How to complete this task
Print, exactly as they appear in the listing below, the lines from the line with "pub fn new(api_server: impl" to the line with "the request timeout.", with both end lines kept.

Available data
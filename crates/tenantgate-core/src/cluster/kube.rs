// Copyright (C) 2025 SyncMyOrders Sp. z o.o.
// SPDX-License-Identifier: AGPL-3.0-or-later
//! Minimal Kubernetes REST client for namespaces.
//!
//! Uses `/api/v1/namespaces` with a service-account bearer token. API
//! `Status` bodies are decoded so error messages carry the server's reason.

use std::collections::BTreeMap;
use std::time::Duration;

use async_trait::async_trait;
use reqwest::{Method, RequestBuilder, StatusCode};
use serde::{Deserialize, Serialize};
use tracing::{debug, info, instrument, warn};

use super::{ClusterApi, ClusterError, ClusterNamespace, NamespaceSpec};

/// Connection settings for [`KubeClient`].
#[derive(Clone)]
pub struct KubeConfig {
    /// API server base URL, e.g. `https://api.cluster.local:6443`.
    pub api_server: String,
    /// Bearer token. Requests are sent unauthenticated when `None`.
    pub token: Option<String>,
    /// Skip TLS certificate verification.
    pub insecure: bool,
    /// Timeout applied to every request.
    pub request_timeout: Duration,
}

impl std::fmt::Debug for KubeConfig {
    fn fmt(&self, f: &mut std::fmt::Formatter<'_>) -> std::fmt::Result {
        f.debug_struct("KubeConfig")
            .field("api_server", &self.api_server)
            .field("token", &self.token.as_ref().map(|_| "<redacted>"))
            .field("insecure", &self.insecure)
            .field("request_timeout", &self.request_timeout)
            .finish()
    }
}

impl KubeConfig {
    /// Create a configuration with a 30 second timeout.
    pub fn new(api_server: impl Into<String>) -> Self {
        Self {
            api_server: api_server.into().trim().trim_end_matches('/').to_string(),
            token: None,
            insecure: false,
            request_timeout: Duration::from_secs(30),
        }
    }

    /// Set the bearer token. Empty tokens are ignored.
    pub fn with_token(mut self, token: impl Into<String>) -> Self {
        let token = token.into();
        self.token = (!token.trim().is_empty()).then_some(token);
        self
    }

    /// Enable or disable TLS verification skipping.
    pub fn with_insecure(mut self, insecure: bool) -> Self {
        self.insecure = insecure;
        self
    }

    /// Set the request timeout.
    pub fn with_request_timeout(mut self, timeout: Duration) -> Self {
        self.request_timeout = timeout;
        self
    }
}

#[derive(Debug, Serialize, Deserialize)]
struct NamespaceObject {
    #[serde(rename = "apiVersion", default, skip_serializing_if = "Option::is_none")]
    api_version: Option<String>,
    #[serde(default, skip_serializing_if = "Option::is_none")]
    kind: Option<String>,
    metadata: ObjectMeta,
    #[serde(default, skip_serializing)]
    status: Option<NamespaceStatus>,
}

#[derive(Debug, Serialize, Deserialize)]
struct ObjectMeta {
    name: String,
    #[serde(default, skip_serializing_if = "BTreeMap::is_empty")]
    annotations: BTreeMap<String, String>,
}

#[derive(Debug, Deserialize)]
struct NamespaceStatus {
    #[serde(default)]
    phase: Option<String>,
}

/// `Status` object returned by the API server on errors.
#[derive(Debug, Default, Deserialize)]
struct ApiStatus {
    #[serde(default)]
    message: String,
}

impl From<NamespaceObject> for ClusterNamespace {
    fn from(obj: NamespaceObject) -> Self {
        ClusterNamespace {
            name: obj.metadata.name,
            annotations: obj.metadata.annotations,
            phase: obj.status.and_then(|s| s.phase),
        }
    }
}

/// Kubernetes client for namespace get/create/delete.
#[derive(Debug, Clone)]
pub struct KubeClient {
    http: reqwest::Client,
    config: KubeConfig,
}

impl KubeClient {
    /// Create a client.
    pub fn new(config: KubeConfig) -> Result<Self, ClusterError> {
        if config.token.is_none() {
            warn!(api_server = %config.api_server, "No Kubernetes token configured");
        }
        if config.insecure {
            warn!(api_server = %config.api_server, "TLS verification disabled for Kubernetes client");
        }

        let http = reqwest::Client::builder()
            .timeout(config.request_timeout)
            .danger_accept_invalid_certs(config.insecure)
            .build()
            .map_err(|e| ClusterError::Transport(format!("failed to build HTTP client: {}", e)))?;

        info!(api_server = %config.api_server, "Initialized Kubernetes client");
        Ok(Self { http, config })
    }

    /// Get the client configuration.
    pub fn config(&self) -> &KubeConfig {
        &self.config
    }

    fn request(&self, method: Method, path: &str) -> RequestBuilder {
        let url = format!("{}{}", self.config.api_server, path);
        debug!(%method, %url, "Making Kubernetes API request");

        let builder = self
            .http
            .request(method, url)
            .header(reqwest::header::ACCEPT, "application/json");
        match &self.config.token {
            Some(token) => builder.bearer_auth(token),
            None => builder,
        }
    }

    /// Send a request and map non-success statuses.
    async fn send(&self, builder: RequestBuilder, name: &str) -> Result<reqwest::Response, ClusterError> {
        let resp = builder
            .send()
            .await
            .map_err(|e| ClusterError::Transport(e.to_string()))?;

        let status = resp.status();
        if status.is_success() {
            return Ok(resp);
        }

        match status {
            StatusCode::NOT_FOUND => Err(ClusterError::NotFound(name.to_string())),
            StatusCode::CONFLICT => Err(ClusterError::AlreadyExists(name.to_string())),
            _ => {
                let body = resp.text().await.unwrap_or_default();
                let message = serde_json::from_str::<ApiStatus>(&body)
                    .ok()
                    .map(|s| s.message)
                    .filter(|m| !m.is_empty())
                    .unwrap_or(body);
                Err(ClusterError::Api {
                    status: status.as_u16(),
                    message,
                })
            }
        }
    }

    async fn decode(resp: reqwest::Response) -> Result<ClusterNamespace, ClusterError> {
        let obj: NamespaceObject = resp
            .json()
            .await
            .map_err(|e| ClusterError::Transport(format!("invalid namespace body: {}", e)))?;
        Ok(obj.into())
    }
}

#[async_trait]
impl ClusterApi for KubeClient {
    #[instrument(skip(self))]
    async fn get_namespace(&self, name: &str) -> Result<Option<ClusterNamespace>, ClusterError> {
        let path = format!("/api/v1/namespaces/{}", name);
        match self.send(self.request(Method::GET, &path), name).await {
            Ok(resp) => Ok(Some(Self::decode(resp).await?)),
            Err(ClusterError::NotFound(_)) => Ok(None),
            Err(e) => Err(e),
        }
    }

    #[instrument(skip(self, spec), fields(name = %spec.name))]
    async fn create_namespace(
        &self,
        spec: &NamespaceSpec,
    ) -> Result<ClusterNamespace, ClusterError> {
        let body = NamespaceObject {
            api_version: Some("v1".to_string()),
            kind: Some("Namespace".to_string()),
            metadata: ObjectMeta {
                name: spec.name.clone(),
                annotations: spec.annotations.clone(),
            },
            status: None,
        };

        let resp = self
            .send(
                self.request(Method::POST, "/api/v1/namespaces").json(&body),
                &spec.name,
            )
            .await?;
        let created = Self::decode(resp).await?;
        info!(name = %created.name, "Created cluster namespace");
        Ok(created)
    }

    #[instrument(skip(self))]
    async fn delete_namespace(&self, name: &str) -> Result<(), ClusterError> {
        let path = format!("/api/v1/namespaces/{}", name);
        self.send(self.request(Method::DELETE, &path), name).await?;
        info!(name, "Deleted cluster namespace");
        Ok(())
    }
}

#[cfg(test)]
mod tests {
    use super::*;

    #[test]
    fn test_config_normalizes_url_and_token() {
        let config = KubeConfig::new(" https://api.local:6443/ ")
            .with_token("  ")
            .with_insecure(true)
            .with_request_timeout(Duration::from_secs(3));
        assert_eq!(config.api_server, "https://api.local:6443");
        assert!(config.token.is_none());
        assert!(config.insecure);
        assert_eq!(config.request_timeout, Duration::from_secs(3));

        let config = config.with_token("sa-token");
        assert_eq!(config.token.as_deref(), Some("sa-token"));
        assert!(!format!("{:?}", config).contains("sa-token"));
    }

    #[test]
    fn test_namespace_body_shape() {
        let body = NamespaceObject {
            api_version: Some("v1".to_string()),
            kind: Some("Namespace".to_string()),
            metadata: ObjectMeta {
                name: "team-a".to_string(),
                annotations: BTreeMap::from([(
                    "customer-id".to_string(),
                    "cust-1".to_string(),
                )]),
            },
            status: None,
        };
        let value = serde_json::to_value(&body).unwrap();
        assert_eq!(
            value,
            serde_json::json!({
                "apiVersion": "v1",
                "kind": "Namespace",
                "metadata": {"name": "team-a", "annotations": {"customer-id": "cust-1"}}
            })
        );
    }
}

Answer to this problem
    pub fn new(api_server: impl Into<String>) -> Self {
        Self {
            api_server: api_server.into().trim().trim_end_matches('/').to_string(),
            token: None,
            insecure: false,
            request_timeout: Duration::from_secs(30),
        }
    }

    /// Set the bearer token. Empty tokens are ignored.
    pub fn with_token(mut self, token: impl Into<String>) -> Self {
        let token = token.into();
        self.token = (!token.trim().is_empty()).then_some(token);
        self
    }

    /// Enable or disable TLS verification skipping.
    pub fn with_insecure(mut self, insecure: bool) -> Self {
        self.insecure = insecure;
        self
    }

    /// Set the request timeout.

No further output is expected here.